Were you depressed?
I never went in and saw a professional to get diagnosed. Probably because I was afraid of what the diagnosis would be. So I don't know. I can tell you this. I was really looking forward to my vacations and getting out of Seattle and seeing the sun.
Living in Seattle is really hard. When those winter months hit, man, the days are super short. You get weeks at a time where you never see the sun. It's always rainy and cool. And that affects me. I'm a hardcore introvert, too, so that probably doesn't help. My family energizes me, but other people drain me.
What helped you turn the corner?
I had to change the way we were structured. When we first started the church, it was basically a small team of elders, and we all had to agree on every decision. Well, when you go multisite, and you've got dozens of elders, your structure has to change. Different guys need to make different decisions. We need to share the authority and the load. But in the absence of a good system, I was basically everyone's direct report. A couple of years ago, I got two new guys to join the executive eldership. They're godly, seasoned men. One runs a very large company, a Harvard business guy, and the other is a veteran pastor. They've been an absolute lifesaver. Before they came on, I had 18 direct reports, and that was just a couple years ago.
You're a strong personality. Was it hard for you to delegate and release some of the authority?
Not really. I come off as a wild-eyed, crazy prophet, but the truth is when I get up on the stage I'm trying to move tens of thousands of people. It takes a lot of energy to try and move that many people. But most of the time, I'm a father. I feel about the church like I do about my kids, and that's why, even though things have gotten hard, I stick it out. I genuinely love the people of the church and I feel very committed to them. In 1 Corinthians 4 Paul says that when he preached the gospel and people got saved, he became their spiritual father.
I feel like Mars Hill is a family. A lot of these people got saved here. They look to me as a spiritual father, and Dad's got to love, he's got to serve, and he's got to hang in there. But it can't be about Dad. It has to be about the kids and it has to be about the family. And if Dad doesn't have the help he needs, Dad's going to probably kill himself trying to take care of everything. If dad doesn't know how to organize it, because that's not Dad's strength, then Dad really needs some other Dads to come alongside and help him. And by God's grace, over the years, I think we've gotten better at doing that.
What would people be surprised to learn about you?

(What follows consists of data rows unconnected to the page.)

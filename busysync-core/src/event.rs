//! Backend-neutral event representation.
//!
//! An event is kept as a list of iCalendar properties rather than typed fields,
//! so whatever a backend hands us survives a trip through the engine untouched.
//! Only the identity (UID and RECURRENCE-ID) is lifted into dedicated fields.

use std::fmt;
use std::hash::{Hash, Hasher};

use serde::{Deserialize, Serialize};

/// Separator between the UID and the recurrence key in a compound key.
const RID_SEPARATOR: &str = "::RID::";

/// A single iCalendar property (`NAME;PARAM=VALUE:value`).
#[derive(Debug, Clone, PartialEq, Eq, Serialize, Deserialize)]
pub struct Property {
    /// Upper-cased property name
    pub name: String,
    pub params: Vec<(String, String)>,
    /// Raw (still escaped) property value
    pub value: String,
}

impl Property {
    pub fn new(name: &str, value: impl Into<String>) -> Self {
        Property {
            name: name.to_ascii_uppercase(),
            params: Vec::new(),
            value: value.into(),
        }
    }

    pub fn with_param(mut self, key: &str, value: impl Into<String>) -> Self {
        self.params.push((key.to_ascii_uppercase(), value.into()));
        self
    }

    /// Look up a parameter value, case-insensitively.
    pub fn param(&self, key: &str) -> Option<&str> {
        self.params
            .iter()
            .find(|(k, _)| k.eq_ignore_ascii_case(key))
            .map(|(_, v)| v.as_str())
    }

    pub fn is(&self, name: &str) -> bool {
        self.name.eq_ignore_ascii_case(name)
    }
}

/// A nested component such as a VALARM.
#[derive(Debug, Clone, PartialEq, Eq, Serialize, Deserialize)]
pub struct Component {
    pub name: String,
    pub properties: Vec<Property>,
    pub components: Vec<Component>,
}

impl Component {
    pub fn new(name: &str) -> Self {
        Component {
            name: name.to_ascii_uppercase(),
            properties: Vec::new(),
            components: Vec::new(),
        }
    }

    pub fn with(mut self, name: &str, value: impl Into<String>) -> Self {
        self.properties.push(Property::new(name, value));
        self
    }

    pub fn find(&self, name: &str) -> Option<&Property> {
        self.properties.iter().find(|p| p.is(name))
    }
}

/// Identifies one occurrence of a recurring series.
///
/// The value is normalized (`-` and `:` dropped, upper-cased) so that
/// `2026-01-01` and `20260101` compare equal. Parameters such as TZID are kept
/// only so the key can be written back out; they take no part in equality.
#[derive(Debug, Clone, Serialize, Deserialize)]
pub struct RecurrenceKey {
    value: String,
    params: Vec<(String, String)>,
}

impl RecurrenceKey {
    pub fn new(raw: &str) -> Self {
        Self::with_params(raw, Vec::new())
    }

    pub fn with_params(raw: &str, params: Vec<(String, String)>) -> Self {
        let value = raw
            .trim()
            .chars()
            .filter(|c| !matches!(c, '-' | ':'))
            .collect::<String>()
            .to_ascii_uppercase();
        RecurrenceKey { value, params }
    }

    pub fn as_str(&self) -> &str {
        &self.value
    }

    pub fn params(&self) -> &[(String, String)] {
        &self.params
    }

    /// The `YYYYMMDD` part of the key.
    pub fn date_part(&self) -> &str {
        self.value.get(..8).unwrap_or(&self.value)
    }
}

impl PartialEq for RecurrenceKey {
    fn eq(&self, other: &Self) -> bool {
        self.value == other.value
    }
}

impl Eq for RecurrenceKey {}

impl Hash for RecurrenceKey {
    fn hash<H: Hasher>(&self, state: &mut H) {
        self.value.hash(state);
    }
}

impl fmt::Display for RecurrenceKey {
    fn fmt(&self, f: &mut fmt::Formatter<'_>) -> fmt::Result {
        write!(f, "{}", self.value)
    }
}

/// Identity of a logical occurrence within one calendar: `(uid, recurrence_key)`.
///
/// Renders as the compound key stored in the state store: the bare UID for
/// masters, `uid::RID::<recurrence key>` for overrides.
#[derive(Debug, Clone, PartialEq, Eq, Hash)]
pub struct EventKey {
    pub uid: String,
    pub recurrence_key: Option<RecurrenceKey>,
}

impl EventKey {
    pub fn new(uid: impl Into<String>, recurrence_key: Option<RecurrenceKey>) -> Self {
        EventKey {
            uid: uid.into(),
            recurrence_key,
        }
    }

    /// Parse a compound key produced by `Display`.
    pub fn parse(compound: &str) -> Self {
        match compound.split_once(RID_SEPARATOR) {
            Some((uid, rid)) => EventKey::new(uid, Some(RecurrenceKey::new(rid))),
            None => EventKey::new(compound, None),
        }
    }
}

impl fmt::Display for EventKey {
    fn fmt(&self, f: &mut fmt::Formatter<'_>) -> fmt::Result {
        match &self.recurrence_key {
            Some(rid) => write!(f, "{}{}{}", self.uid, RID_SEPARATOR, rid),
            None => write!(f, "{}", self.uid),
        }
    }
}

/// A calendar event as seen by the engine.
#[derive(Debug, Clone, PartialEq, Serialize, Deserialize)]
pub struct Event {
    pub uid: String,
    /// Set for overrides of a single occurrence, absent for masters
    pub recurrence_key: Option<RecurrenceKey>,
    /// Everything except UID and RECURRENCE-ID, in backend order
    pub properties: Vec<Property>,
    /// Nested components (reminders)
    pub subcomponents: Vec<Component>,
}

impl Event {
    pub fn new(uid: impl Into<String>) -> Self {
        Event {
            uid: uid.into(),
            recurrence_key: None,
            properties: Vec::new(),
            subcomponents: Vec::new(),
        }
    }

    /// Builder-style property append.
    pub fn with(mut self, name: &str, value: impl Into<String>) -> Self {
        self.properties.push(Property::new(name, value));
        self
    }

    pub fn with_property(mut self, property: Property) -> Self {
        self.properties.push(property);
        self
    }

    pub fn with_recurrence_key(mut self, key: RecurrenceKey) -> Self {
        self.recurrence_key = Some(key);
        self
    }

    pub fn with_component(mut self, component: Component) -> Self {
        self.subcomponents.push(component);
        self
    }

    pub fn key(&self) -> EventKey {
        EventKey::new(self.uid.clone(), self.recurrence_key.clone())
    }

    pub fn get(&self, name: &str) -> Option<&Property> {
        self.properties.iter().find(|p| p.is(name))
    }

    pub fn value(&self, name: &str) -> Option<&str> {
        self.get(name).map(|p| p.value.as_str())
    }

    pub fn get_all<'a>(&'a self, name: &'a str) -> impl Iterator<Item = &'a Property> + 'a {
        self.properties.iter().filter(move |p| p.is(name))
    }

    /// Replace every occurrence of `name` with a single property.
    pub fn set(&mut self, name: &str, value: impl Into<String>) {
        self.remove_all(name);
        self.properties.push(Property::new(name, value));
    }

    pub fn push(&mut self, property: Property) {
        self.properties.push(property);
    }

    /// Remove every property called `name`, returning how many were dropped.
    pub fn remove_all(&mut self, name: &str) -> usize {
        let before = self.properties.len();
        self.properties.retain(|p| !p.is(name));
        before - self.properties.len()
    }

    pub fn summary(&self) -> &str {
        self.value("SUMMARY").unwrap_or("(No title)")
    }

    /// All CATEGORIES values, with comma-joined lists split apart.
    ///
    /// Some backends merge repeated CATEGORIES properties into one, so markers
    /// must be looked up across both shapes.
    pub fn categories(&self) -> Vec<&str> {
        self.get_all("CATEGORIES")
            .flat_map(|p| p.value.split(','))
            .map(str::trim)
            .filter(|c| !c.is_empty())
            .collect()
    }

    pub fn has_category(&self, category: &str) -> bool {
        self.categories()
            .iter()
            .any(|c| c.eq_ignore_ascii_case(category))
    }

    pub fn is_recurring(&self) -> bool {
        self.get("RRULE").is_some() || self.get("RDATE").is_some()
    }
}

impl fmt::Display for Event {
    fn fmt(&self, f: &mut fmt::Formatter<'_>) -> fmt::Result {
        write!(f, "{}", self.summary())
    }
}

Like I say, being an introvert, I work from home most of the time so I can be around my five kids. I spend a lot of time at baseball games and track meets. I was at another baseball game last night, and I've got five or six more on Saturday alone. I'm a husband and father first. I've written most of my books, and done a lot of my research, while sitting in a chair at a little league game. And I love that. I love to take my kids. I love to support them. I love to sit on a bucket and play catcher and let my boys work on their curveball. All I've got is work and family. I have zero hobbies. I don't hunt. I don't fish. I don't have a motorcycle. I don't golf. It's just family and ministry. They take 100 percent of my time.